┏━━

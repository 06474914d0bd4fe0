//! `otpauth://` key-URI parsing and synthesis.
//!
//! Fallback policy for optional parameters:
//! - `algorithm`: case-insensitive SHA1/SHA256/SHA512, anything else is SHA1
//! - `digits`: integer in `1..=MAX_DIGITS`, anything else is 6
//! - `period` (TOTP): positive integer, anything else is 30
//! - `counter` (HOTP): unsigned integer, anything else is 0
//!
//! When a query key repeats, the first occurrence wins.

use std::collections::HashMap;

use percent_encoding::{percent_decode_str, utf8_percent_encode, AsciiSet, NON_ALPHANUMERIC};
use url::Url;
use zeroize::Zeroize;

use crate::base32;
use crate::credential::{OtpParams, OtpType};
use crate::memory::SecretKey;
use crate::totp::{OtpAlgorithm, OtpDigits, DEFAULT_COUNTER, DEFAULT_PERIOD};
use crate::OtpError;

/// URI scheme for OTP key URIs.
pub const SCHEME: &str = "otpauth";

/// Characters escaped inside one half of the label.
///
/// `:` is escaped so only the issuer/account separator stays literal.
const LABEL: &AsciiSet = &NON_ALPHANUMERIC
    .remove(b'-')
    .remove(b'.')
    .remove(b'_')
    .remove(b'~')
    .remove(b'@');

/// Result of parsing a key URI, before an id is assigned.
#[derive(Debug, Clone)]
pub struct ParsedKeyUri {
    /// Cryptographic parameters.
    pub params: OtpParams,
    /// `issuer` query parameter, else the label prefix, else empty.
    pub issuer: String,
    /// Label suffix after `:` (or the whole label).
    pub account_name: String,
}

/// Parse an `otpauth://{totp|hotp}/{label}?{query}` key URI.
///
/// # Errors
///
/// - [`OtpError::MalformedUri`] if the input is not a URI or the scheme is
///   not `otpauth`
/// - [`OtpError::UnsupportedType`] if the host is not `totp`/`hotp`
/// - [`OtpError::MissingSecret`] if there is no `secret` parameter
/// - [`OtpError::InvalidSecret`] if the secret is not Base32 or decodes to
///   nothing
pub fn parse(input: &str) -> Result<ParsedKeyUri, OtpError> {
    let url = Url::parse(input.trim()).map_err(|e| OtpError::MalformedUri(e.to_string()))?;
    if url.scheme() != SCHEME {
        return Err(OtpError::MalformedUri(format!(
            "expected scheme '{SCHEME}', got '{}'",
            url.scheme()
        )));
    }

    let host = url.host_str().unwrap_or_default();
    let otp_type = OtpType::from_host(host)
        .ok_or_else(|| OtpError::UnsupportedType(host.to_owned()))?;

    let raw_label = url.path().strip_prefix('/').unwrap_or_else(|| url.path());
    let label = percent_decode_str(raw_label).decode_utf8_lossy();
    let (label_issuer, account_name) = split_label(&label);

    let mut query: HashMap<String, String> = HashMap::new();
    for (key, value) in url.query_pairs() {
        query
            .entry(key.into_owned())
            .or_insert_with(|| value.into_owned());
    }

    let secret_text = query.get("secret").ok_or(OtpError::MissingSecret)?;
    let secret = decode_secret(secret_text)?;

    let issuer = query
        .get("issuer")
        .map(|s| s.trim())
        .filter(|s| !s.is_empty())
        .map_or(label_issuer, str::to_owned);

    let algorithm = query
        .get("algorithm")
        .map(|s| OtpAlgorithm::from_name_or_default(s.trim()))
        .unwrap_or_default();

    let digits = query
        .get("digits")
        .and_then(|s| s.trim().parse::<u8>().ok())
        .and_then(OtpDigits::new)
        .unwrap_or_default();

    let period = match otp_type {
        OtpType::Totp => query
            .get("period")
            .and_then(|s| s.trim().parse::<i64>().ok())
            .and_then(|p| u32::try_from(p).ok())
            .filter(|p| *p > 0)
            .unwrap_or(DEFAULT_PERIOD),
        OtpType::Hotp => DEFAULT_PERIOD,
    };

    let counter = match otp_type {
        OtpType::Hotp => query
            .get("counter")
            .and_then(|s| s.trim().parse::<u64>().ok())
            .unwrap_or(DEFAULT_COUNTER),
        OtpType::Totp => DEFAULT_COUNTER,
    };

    Ok(ParsedKeyUri {
        params: OtpParams {
            otp_type,
            secret,
            algorithm,
            digits,
            period,
            counter,
        },
        issuer,
        account_name,
    })
}

/// Synthesize a key URI from credential fields.
///
/// The label is `issuer:account` when the issuer is non-empty, otherwise
/// just the account. `issuer` is omitted from the query when empty.
#[must_use]
pub fn build(params: &OtpParams, issuer: &str, account_name: &str) -> String {
    let account = utf8_percent_encode(account_name, LABEL);
    let label = if issuer.is_empty() {
        account.to_string()
    } else {
        format!("{}:{account}", utf8_percent_encode(issuer, LABEL))
    };

    let mut query = url::form_urlencoded::Serializer::new(String::new());
    query.append_pair("secret", &base32::encode(params.secret.expose()));
    if !issuer.is_empty() {
        query.append_pair("issuer", issuer);
    }
    query.append_pair("algorithm", params.algorithm.as_str());
    query.append_pair("digits", &params.digits.value().to_string());
    match params.otp_type {
        OtpType::Totp => query.append_pair("period", &params.period.to_string()),
        OtpType::Hotp => query.append_pair("counter", &params.counter.to_string()),
    };

    format!(
        "{SCHEME}://{}/{label}?{}",
        params.otp_type.as_host(),
        query.finish()
    )
}

/// Rewrite the `counter` parameter of `uri`, keeping every other part.
///
/// The first `counter` pair is replaced and later duplicates dropped; the
/// pair is appended when absent.
///
/// # Errors
///
/// Returns [`OtpError::MalformedUri`] if `uri` is not a URI.
pub fn with_counter(uri: &str, counter: u64) -> Result<String, OtpError> {
    let mut url = Url::parse(uri.trim()).map_err(|e| OtpError::MalformedUri(e.to_string()))?;

    let mut replaced = false;
    let mut pairs: Vec<(String, String)> = Vec::new();
    for (key, value) in url.query_pairs() {
        if key == "counter" {
            if !replaced {
                pairs.push((key.into_owned(), counter.to_string()));
                replaced = true;
            }
        } else {
            pairs.push((key.into_owned(), value.into_owned()));
        }
    }
    if !replaced {
        pairs.push(("counter".to_owned(), counter.to_string()));
    }

    url.query_pairs_mut().clear().extend_pairs(pairs);
    Ok(url.into())
}

/// Decode secret text (any case, spaces allowed) into a non-empty key.
///
/// # Errors
///
/// Returns [`OtpError::InvalidSecret`] on a Base32 error or an empty result.
pub fn decode_secret(text: &str) -> Result<SecretKey, OtpError> {
    let mut bytes = base32::decode(text)?;
    let key = SecretKey::new(&bytes);
    bytes.zeroize();
    key.ok_or_else(|| OtpError::InvalidSecret("secret is empty".to_owned()))
}

/// Split a decoded label on its first `:` into (issuer, account).
fn split_label(label: &str) -> (String, String) {
    label.split_once(':').map_or_else(
        || (String::new(), label.trim().to_owned()),
        |(issuer, account)| (issuer.trim().to_owned(), account.trim().to_owned()),
    )
}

┗━━

▶ Your instructions
Count how many lines of the entries include the string "escaped". The number is the entire answer.

▶ Solution below
2